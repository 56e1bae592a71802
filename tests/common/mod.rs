//! Common test utilities
#![allow(dead_code)]

use tensorkit::prelude::*;

/// The host device
pub fn cpu() -> Device {
    Device::cpu()
}

/// The first (always configured) CUDA device
pub fn cuda() -> Device {
    Device::cuda(0)
}

/// Row-major `0, 1, 2, ...` tensor of `shape`, cast to `dtype`
pub fn arange(shape: &[usize], dtype: DType, device: &Device) -> Tensor {
    let n: usize = shape.iter().product();
    let data: Vec<i64> = (0..n as i64).collect();
    Tensor::from_host_buffer(&data, shape, dtype, device).unwrap()
}

/// Assert two f64 slices are close within tolerance
///
/// Uses the formula: |a - b| <= atol + rtol * |b|
pub fn assert_allclose_f64(a: &[f64], b: &[f64], rtol: f64, atol: f64, msg: &str) {
    assert_eq!(a.len(), b.len(), "{}: length mismatch", msg);
    for (i, (x, y)) in a.iter().zip(b.iter()).enumerate() {
        let diff = (x - y).abs();
        let tol = atol + rtol * y.abs();
        assert!(
            diff <= tol,
            "{}: element {} differs: {} vs {} (diff={}, tol={})",
            msg,
            i,
            x,
            y,
            diff,
            tol
        );
    }
}

/// Assert two f32 slices are close within tolerance
pub fn assert_allclose_f32(a: &[f32], b: &[f32], rtol: f32, atol: f32, msg: &str) {
    assert_eq!(a.len(), b.len(), "{}: length mismatch", msg);
    for (i, (x, y)) in a.iter().zip(b.iter()).enumerate() {
        let diff = (x - y).abs();
        let tol = atol + rtol * y.abs();
        assert!(
            diff <= tol,
            "{}: element {} differs: {} vs {} (diff={}, tol={})",
            msg,
            i,
            x,
            y,
            diff,
            tol
        );
    }
}

/// Read any tensor back as f64 values in logical order, whatever its device
pub fn values_f64(t: &Tensor) -> Vec<f64> {
    t.cpu()
        .unwrap()
        .to(DType::F64, false)
        .unwrap()
        .to_vec::<f64>()
        .unwrap()
}
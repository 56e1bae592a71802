//! Unary operation kernels

use super::StridedCursor;
use crate::dtype::Element;
use crate::ops::UnaryOp;

/// Apply a unary op to a strided input, writing a contiguous output
///
/// # Safety
/// - `a` must be valid for `shape`, `strides` and `offset`
/// - `out` must hold `shape.product()` elements and not overlap `a`
pub unsafe fn unary_op_strided_kernel<T: Element>(
    op: UnaryOp,
    a: *const T,
    out: *mut T,
    shape: &[usize],
    strides: &[isize],
    offset: isize,
) {
    let total = shape.iter().product::<usize>();
    let mut cursor = StridedCursor::new(shape, [strides], [offset]);
    for i in 0..total {
        let [ao] = cursor.offsets();
        *out.add(i) = op.apply(*a.offset(ao));
        cursor.step();
    }
}

/// Whether any element of a strided input is zero
///
/// # Safety
/// - `a` must be valid for `shape`, `strides` and `offset`
pub unsafe fn any_zero_strided<T: Element>(
    a: *const T,
    shape: &[usize],
    strides: &[isize],
    offset: isize,
) -> bool {
    let total = shape.iter().product::<usize>();
    let mut cursor = StridedCursor::new(shape, [strides], [offset]);
    for _ in 0..total {
        let [ao] = cursor.offsets();
        if !(*a.offset(ao)).truthy() {
            return true;
        }
        cursor.step();
    }
    false
}
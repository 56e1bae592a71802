//! Growable sequences of equally shaped tensors
//!
//! A [`TensorList`] stores its elements as the rows of one backing tensor of
//! shape `[capacity, element_shape...]`. Appending past the capacity allocates
//! a block twice as large, copies the stored rows over and releases the old
//! block.
//!
//! # Aliasing hazard
//!
//! [`TensorList::from_tensor`] with `inplace = true` adopts the tensor's
//! storage as the backing block. Until the first reallocation, writes through
//! the list and through the original tensor are visible to each other. Once an
//! append (or `reserve`/`resize`) reallocates, the list moves to a new block
//! and the original tensor silently stops aliasing it: it stays valid, but it
//! no longer reflects the list's contents.

use crate::dtype::DType;
use crate::error::{Error, Result};
use crate::runtime::Device;
use crate::tensor::{Tensor, TensorKey};
use std::fmt;

/// A list of tensors sharing one element shape, dtype and device
///
/// # Example
///
/// ```
/// use tensorkit::prelude::*;
///
/// let mut list = TensorList::new(&[3], DType::F32, &Device::cpu(), 0)?;
/// for i in 0..5 {
///     let row = Tensor::full(&[3], DType::F32, i as f64, &Device::cpu())?;
///     list.push_back(&row)?;
/// }
/// assert_eq!(list.len(), 5);
/// assert_eq!(list.capacity(), 8);
/// assert_eq!(list.get(-1)?.to_vec::<f32>()?, vec![4.0; 3]);
/// # Ok::<(), tensorkit::error::Error>(())
/// ```
pub struct TensorList {
    element_shape: Vec<usize>,
    /// Rows `[0, size)` hold the elements; the rest is spare capacity
    buffer: Tensor,
    size: usize,
}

→ **What you will do**
Nothing but the lines from the beginning of the records through the line with "f32 slices are close within tolerance" should appear, each printed exactly.

→ **Solution to this problem**
repository 56e1bae592a71802
filename tests/common/mod.rs
//! Common test utilities
#![allow(dead_code)]

use tensorkit::prelude::*;

/// The host device
pub fn cpu() -> Device {
    Device::cpu()
}

/// The first (always configured) CUDA device
pub fn cuda() -> Device {
    Device::cuda(0)
}

/// Row-major `0, 1, 2, ...` tensor of `shape`, cast to `dtype`
pub fn arange(shape: &[usize], dtype: DType, device: &Device) -> Tensor {
    let n: usize = shape.iter().product();
    let data: Vec<i64> = (0..n as i64).collect();
    Tensor::from_host_buffer(&data, shape, dtype, device).unwrap()
}

/// Assert two f64 slices are close within tolerance
///
/// Uses the formula: |a - b| <= atol + rtol * |b|
pub fn assert_allclose_f64(a: &[f64], b: &[f64], rtol: f64, atol: f64, msg: &str) {
    assert_eq!(a.len(), b.len(), "{}: length mismatch", msg);
    for (i, (x, y)) in a.iter().zip(b.iter()).enumerate() {
        let diff = (x - y).abs();
        let tol = atol + rtol * y.abs();
        assert!(
            diff <= tol,
            "{}: element {} differs: {} vs {} (diff={}, tol={})",
            msg,
            i,
            x,
            y,
            diff,
            tol
        );
    }
}

/// Assert two f32 slices are close within tolerance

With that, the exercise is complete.